§ **Task requirements**: Run through the data and copy out every line that mentions the word "errs".

-------- Extracted material

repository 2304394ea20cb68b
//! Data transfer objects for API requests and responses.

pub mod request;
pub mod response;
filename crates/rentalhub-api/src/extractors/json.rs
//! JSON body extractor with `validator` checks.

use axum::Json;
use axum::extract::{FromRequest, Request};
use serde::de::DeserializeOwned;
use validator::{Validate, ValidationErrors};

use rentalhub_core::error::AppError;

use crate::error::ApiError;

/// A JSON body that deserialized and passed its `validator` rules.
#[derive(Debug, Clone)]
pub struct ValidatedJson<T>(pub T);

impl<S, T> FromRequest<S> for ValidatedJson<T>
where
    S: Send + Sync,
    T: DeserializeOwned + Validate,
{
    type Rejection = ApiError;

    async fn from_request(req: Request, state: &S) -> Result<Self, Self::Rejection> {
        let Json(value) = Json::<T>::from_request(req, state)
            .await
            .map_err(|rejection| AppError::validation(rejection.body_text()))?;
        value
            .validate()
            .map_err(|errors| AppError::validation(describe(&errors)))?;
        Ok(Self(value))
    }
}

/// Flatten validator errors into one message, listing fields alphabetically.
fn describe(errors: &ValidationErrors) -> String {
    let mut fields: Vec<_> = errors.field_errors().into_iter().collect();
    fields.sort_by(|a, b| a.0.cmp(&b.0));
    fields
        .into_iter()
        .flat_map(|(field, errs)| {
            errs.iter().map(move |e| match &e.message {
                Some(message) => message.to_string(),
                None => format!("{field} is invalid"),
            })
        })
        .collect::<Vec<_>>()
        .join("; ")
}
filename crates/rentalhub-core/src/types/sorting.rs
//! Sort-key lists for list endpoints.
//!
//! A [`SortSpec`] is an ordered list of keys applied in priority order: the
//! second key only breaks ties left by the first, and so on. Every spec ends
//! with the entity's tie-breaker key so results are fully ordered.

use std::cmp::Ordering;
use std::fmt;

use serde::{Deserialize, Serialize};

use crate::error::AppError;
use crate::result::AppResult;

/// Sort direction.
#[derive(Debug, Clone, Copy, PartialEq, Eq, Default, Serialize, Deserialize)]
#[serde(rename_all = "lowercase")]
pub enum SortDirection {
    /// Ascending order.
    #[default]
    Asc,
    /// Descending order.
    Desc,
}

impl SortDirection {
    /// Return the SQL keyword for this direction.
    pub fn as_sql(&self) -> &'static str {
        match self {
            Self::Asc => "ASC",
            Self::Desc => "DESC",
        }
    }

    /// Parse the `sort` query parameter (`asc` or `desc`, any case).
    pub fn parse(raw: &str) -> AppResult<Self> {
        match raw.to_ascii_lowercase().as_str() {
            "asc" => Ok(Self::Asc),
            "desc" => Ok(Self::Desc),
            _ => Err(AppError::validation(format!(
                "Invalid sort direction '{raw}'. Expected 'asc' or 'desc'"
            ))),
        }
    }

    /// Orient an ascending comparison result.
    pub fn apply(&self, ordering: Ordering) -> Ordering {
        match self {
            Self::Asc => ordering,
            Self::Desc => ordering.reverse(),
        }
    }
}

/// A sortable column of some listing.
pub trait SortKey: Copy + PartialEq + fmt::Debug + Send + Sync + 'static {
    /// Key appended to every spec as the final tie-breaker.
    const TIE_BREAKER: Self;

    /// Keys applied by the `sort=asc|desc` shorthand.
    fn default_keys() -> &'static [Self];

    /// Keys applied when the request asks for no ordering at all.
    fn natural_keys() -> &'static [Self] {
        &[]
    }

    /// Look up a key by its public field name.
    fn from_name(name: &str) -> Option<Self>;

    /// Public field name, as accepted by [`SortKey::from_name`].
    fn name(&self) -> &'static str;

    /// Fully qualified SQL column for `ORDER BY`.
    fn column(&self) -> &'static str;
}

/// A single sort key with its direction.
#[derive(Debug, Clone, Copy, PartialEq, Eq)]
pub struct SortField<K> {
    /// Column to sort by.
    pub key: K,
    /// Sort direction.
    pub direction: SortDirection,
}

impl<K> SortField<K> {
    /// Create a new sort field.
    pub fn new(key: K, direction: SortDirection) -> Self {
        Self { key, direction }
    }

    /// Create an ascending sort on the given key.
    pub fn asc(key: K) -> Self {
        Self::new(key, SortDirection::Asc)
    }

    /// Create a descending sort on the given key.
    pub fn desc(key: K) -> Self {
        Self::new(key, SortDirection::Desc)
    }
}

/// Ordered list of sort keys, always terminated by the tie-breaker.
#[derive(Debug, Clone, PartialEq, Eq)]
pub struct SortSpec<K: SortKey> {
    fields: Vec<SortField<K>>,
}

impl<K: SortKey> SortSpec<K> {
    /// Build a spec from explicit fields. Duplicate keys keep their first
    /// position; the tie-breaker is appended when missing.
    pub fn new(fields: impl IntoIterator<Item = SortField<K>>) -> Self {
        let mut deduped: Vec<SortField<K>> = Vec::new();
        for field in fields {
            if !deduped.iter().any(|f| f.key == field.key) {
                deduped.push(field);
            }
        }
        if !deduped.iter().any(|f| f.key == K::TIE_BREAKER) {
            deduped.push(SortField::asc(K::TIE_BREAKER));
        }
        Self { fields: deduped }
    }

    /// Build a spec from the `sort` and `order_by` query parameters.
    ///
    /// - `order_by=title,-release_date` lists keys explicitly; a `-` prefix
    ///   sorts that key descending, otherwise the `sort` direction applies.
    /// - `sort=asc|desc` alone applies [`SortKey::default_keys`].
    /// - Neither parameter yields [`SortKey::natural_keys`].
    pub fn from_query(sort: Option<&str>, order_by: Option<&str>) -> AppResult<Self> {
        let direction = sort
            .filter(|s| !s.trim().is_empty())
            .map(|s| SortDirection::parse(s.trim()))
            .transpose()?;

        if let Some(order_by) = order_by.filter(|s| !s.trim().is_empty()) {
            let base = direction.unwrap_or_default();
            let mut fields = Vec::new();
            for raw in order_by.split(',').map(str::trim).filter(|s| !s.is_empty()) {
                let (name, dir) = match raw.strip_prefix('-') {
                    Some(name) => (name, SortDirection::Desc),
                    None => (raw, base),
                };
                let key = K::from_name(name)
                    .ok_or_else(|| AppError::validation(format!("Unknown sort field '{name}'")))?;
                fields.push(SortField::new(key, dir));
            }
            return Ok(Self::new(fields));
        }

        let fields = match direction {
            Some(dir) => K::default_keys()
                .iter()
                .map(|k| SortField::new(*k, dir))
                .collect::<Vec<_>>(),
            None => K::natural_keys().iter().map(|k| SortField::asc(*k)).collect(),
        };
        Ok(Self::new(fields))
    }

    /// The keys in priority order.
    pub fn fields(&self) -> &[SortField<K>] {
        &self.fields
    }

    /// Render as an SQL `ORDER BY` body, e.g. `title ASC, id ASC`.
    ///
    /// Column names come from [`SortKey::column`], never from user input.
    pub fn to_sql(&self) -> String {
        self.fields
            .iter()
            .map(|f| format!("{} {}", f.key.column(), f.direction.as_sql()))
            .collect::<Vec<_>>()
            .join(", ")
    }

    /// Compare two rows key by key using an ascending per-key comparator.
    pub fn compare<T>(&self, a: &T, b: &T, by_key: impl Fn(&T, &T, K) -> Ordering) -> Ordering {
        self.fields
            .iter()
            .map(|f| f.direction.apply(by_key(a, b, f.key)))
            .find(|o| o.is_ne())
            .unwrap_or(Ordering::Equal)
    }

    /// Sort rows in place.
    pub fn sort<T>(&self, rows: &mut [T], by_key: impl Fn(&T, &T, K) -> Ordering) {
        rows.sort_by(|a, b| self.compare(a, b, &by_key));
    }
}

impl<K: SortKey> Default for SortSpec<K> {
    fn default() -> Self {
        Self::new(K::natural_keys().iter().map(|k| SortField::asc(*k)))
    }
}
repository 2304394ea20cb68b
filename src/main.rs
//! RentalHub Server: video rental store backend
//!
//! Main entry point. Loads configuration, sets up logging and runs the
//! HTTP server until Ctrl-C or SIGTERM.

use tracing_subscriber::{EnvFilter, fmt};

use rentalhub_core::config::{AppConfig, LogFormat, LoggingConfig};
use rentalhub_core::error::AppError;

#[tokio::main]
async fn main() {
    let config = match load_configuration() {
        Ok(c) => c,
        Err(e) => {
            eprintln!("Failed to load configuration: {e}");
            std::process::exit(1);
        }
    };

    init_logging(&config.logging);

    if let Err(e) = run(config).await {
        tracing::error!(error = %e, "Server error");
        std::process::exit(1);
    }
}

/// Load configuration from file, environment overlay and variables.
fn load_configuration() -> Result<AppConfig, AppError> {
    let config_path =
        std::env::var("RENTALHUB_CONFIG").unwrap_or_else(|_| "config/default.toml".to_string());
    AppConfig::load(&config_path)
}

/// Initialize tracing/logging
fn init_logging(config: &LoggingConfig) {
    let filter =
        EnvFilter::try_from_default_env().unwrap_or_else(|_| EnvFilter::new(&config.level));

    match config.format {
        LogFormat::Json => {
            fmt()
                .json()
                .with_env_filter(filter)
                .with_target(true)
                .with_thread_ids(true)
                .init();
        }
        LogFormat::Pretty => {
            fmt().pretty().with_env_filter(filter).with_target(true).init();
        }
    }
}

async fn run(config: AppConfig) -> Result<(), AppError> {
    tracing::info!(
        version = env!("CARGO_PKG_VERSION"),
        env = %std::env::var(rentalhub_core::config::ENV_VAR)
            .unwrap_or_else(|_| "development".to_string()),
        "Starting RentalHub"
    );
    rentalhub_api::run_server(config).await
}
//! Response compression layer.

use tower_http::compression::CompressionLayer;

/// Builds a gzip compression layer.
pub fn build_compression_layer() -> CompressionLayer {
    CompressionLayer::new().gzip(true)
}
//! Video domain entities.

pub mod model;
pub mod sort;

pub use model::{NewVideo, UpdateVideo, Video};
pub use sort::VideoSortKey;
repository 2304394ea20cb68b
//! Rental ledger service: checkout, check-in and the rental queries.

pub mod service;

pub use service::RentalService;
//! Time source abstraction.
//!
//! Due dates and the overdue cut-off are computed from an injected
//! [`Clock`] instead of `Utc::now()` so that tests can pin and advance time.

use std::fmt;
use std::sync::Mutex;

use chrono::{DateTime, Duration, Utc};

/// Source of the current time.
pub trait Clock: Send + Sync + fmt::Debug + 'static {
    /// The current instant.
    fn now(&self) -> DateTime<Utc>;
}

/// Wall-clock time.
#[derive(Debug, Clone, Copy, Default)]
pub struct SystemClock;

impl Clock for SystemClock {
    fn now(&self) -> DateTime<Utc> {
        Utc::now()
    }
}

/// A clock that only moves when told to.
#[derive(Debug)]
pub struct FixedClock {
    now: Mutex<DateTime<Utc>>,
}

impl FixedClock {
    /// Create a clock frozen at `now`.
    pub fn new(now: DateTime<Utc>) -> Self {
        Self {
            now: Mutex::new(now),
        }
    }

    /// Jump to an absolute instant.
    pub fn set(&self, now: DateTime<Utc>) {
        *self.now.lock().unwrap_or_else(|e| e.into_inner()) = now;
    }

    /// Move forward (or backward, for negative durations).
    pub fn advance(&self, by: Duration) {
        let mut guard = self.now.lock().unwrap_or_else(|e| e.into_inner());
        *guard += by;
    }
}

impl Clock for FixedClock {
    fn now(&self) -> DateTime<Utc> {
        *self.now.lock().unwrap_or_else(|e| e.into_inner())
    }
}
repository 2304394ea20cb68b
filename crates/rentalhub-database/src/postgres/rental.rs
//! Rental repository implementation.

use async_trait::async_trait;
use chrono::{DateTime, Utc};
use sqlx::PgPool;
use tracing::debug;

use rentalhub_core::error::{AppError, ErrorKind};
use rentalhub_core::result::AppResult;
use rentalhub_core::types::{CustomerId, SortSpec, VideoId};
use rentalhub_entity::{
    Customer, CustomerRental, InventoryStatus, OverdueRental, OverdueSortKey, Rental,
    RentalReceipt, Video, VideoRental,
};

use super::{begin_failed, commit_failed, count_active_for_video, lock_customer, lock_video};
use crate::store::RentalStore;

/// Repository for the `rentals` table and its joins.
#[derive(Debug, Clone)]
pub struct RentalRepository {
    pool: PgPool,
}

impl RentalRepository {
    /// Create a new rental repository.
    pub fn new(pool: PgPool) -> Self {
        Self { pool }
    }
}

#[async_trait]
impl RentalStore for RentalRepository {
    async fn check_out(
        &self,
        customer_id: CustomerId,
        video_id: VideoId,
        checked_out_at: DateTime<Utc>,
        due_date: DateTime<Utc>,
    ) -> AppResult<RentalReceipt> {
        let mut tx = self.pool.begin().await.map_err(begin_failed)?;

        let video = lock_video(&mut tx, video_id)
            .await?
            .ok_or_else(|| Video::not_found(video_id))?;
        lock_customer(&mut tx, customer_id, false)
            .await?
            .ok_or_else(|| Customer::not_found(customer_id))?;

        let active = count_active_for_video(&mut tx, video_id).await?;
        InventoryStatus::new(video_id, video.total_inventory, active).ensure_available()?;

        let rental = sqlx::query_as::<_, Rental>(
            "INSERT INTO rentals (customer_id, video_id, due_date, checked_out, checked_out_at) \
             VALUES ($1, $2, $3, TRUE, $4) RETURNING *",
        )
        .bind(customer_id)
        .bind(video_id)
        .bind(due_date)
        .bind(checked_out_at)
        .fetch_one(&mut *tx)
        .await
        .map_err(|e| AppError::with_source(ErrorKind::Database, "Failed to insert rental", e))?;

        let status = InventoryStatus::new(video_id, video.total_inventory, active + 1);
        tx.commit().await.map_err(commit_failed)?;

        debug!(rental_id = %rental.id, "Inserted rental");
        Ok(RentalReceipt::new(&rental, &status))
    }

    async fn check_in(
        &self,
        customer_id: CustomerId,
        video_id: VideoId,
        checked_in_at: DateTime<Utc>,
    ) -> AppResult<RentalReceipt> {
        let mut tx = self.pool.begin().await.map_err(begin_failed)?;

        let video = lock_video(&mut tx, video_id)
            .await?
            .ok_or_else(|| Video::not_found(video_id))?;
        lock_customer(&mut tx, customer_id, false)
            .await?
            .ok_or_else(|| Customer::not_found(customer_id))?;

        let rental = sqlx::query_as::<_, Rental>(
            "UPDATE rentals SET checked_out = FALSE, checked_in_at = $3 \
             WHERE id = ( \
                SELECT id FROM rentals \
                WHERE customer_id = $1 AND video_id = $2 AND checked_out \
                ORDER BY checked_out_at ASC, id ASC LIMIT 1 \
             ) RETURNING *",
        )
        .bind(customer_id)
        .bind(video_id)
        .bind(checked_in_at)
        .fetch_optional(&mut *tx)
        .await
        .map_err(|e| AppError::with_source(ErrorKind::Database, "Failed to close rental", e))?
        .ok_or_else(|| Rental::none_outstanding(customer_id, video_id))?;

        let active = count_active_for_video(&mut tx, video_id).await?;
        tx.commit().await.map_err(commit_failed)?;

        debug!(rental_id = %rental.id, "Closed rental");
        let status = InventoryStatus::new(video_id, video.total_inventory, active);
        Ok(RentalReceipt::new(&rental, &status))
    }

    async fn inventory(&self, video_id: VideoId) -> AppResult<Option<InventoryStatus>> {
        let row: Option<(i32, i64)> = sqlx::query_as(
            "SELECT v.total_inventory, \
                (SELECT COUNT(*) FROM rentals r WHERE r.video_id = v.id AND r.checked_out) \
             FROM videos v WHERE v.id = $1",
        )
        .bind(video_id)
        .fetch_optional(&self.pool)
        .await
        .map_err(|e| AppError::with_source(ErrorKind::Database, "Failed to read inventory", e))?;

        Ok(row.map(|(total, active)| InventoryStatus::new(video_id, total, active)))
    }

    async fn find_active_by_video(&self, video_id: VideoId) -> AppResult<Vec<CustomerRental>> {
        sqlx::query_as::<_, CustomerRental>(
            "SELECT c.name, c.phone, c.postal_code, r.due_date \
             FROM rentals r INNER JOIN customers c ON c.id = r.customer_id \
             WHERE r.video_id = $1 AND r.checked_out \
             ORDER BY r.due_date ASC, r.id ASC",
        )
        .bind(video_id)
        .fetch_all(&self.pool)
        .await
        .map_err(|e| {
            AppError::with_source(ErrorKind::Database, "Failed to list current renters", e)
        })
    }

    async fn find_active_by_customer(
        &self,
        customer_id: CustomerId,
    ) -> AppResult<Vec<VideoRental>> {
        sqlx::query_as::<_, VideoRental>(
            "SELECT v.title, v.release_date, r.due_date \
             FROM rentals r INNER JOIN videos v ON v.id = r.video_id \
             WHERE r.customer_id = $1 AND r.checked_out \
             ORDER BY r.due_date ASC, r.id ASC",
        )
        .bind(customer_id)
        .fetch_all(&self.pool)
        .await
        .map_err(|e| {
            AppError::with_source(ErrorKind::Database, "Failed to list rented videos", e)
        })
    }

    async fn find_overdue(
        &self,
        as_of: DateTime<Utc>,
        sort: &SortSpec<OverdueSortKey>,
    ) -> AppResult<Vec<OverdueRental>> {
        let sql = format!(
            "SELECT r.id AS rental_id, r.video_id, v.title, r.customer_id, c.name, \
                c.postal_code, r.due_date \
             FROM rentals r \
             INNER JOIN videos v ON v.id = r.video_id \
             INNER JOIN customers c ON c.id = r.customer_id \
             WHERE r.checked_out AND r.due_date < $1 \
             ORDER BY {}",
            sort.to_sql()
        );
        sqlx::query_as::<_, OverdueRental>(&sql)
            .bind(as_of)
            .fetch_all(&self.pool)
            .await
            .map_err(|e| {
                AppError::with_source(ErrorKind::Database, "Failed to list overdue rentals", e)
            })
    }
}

----------------

§ **Written solution**:
        .flat_map(|(field, errs)| {
            errs.iter().map(move |e| match &e.message {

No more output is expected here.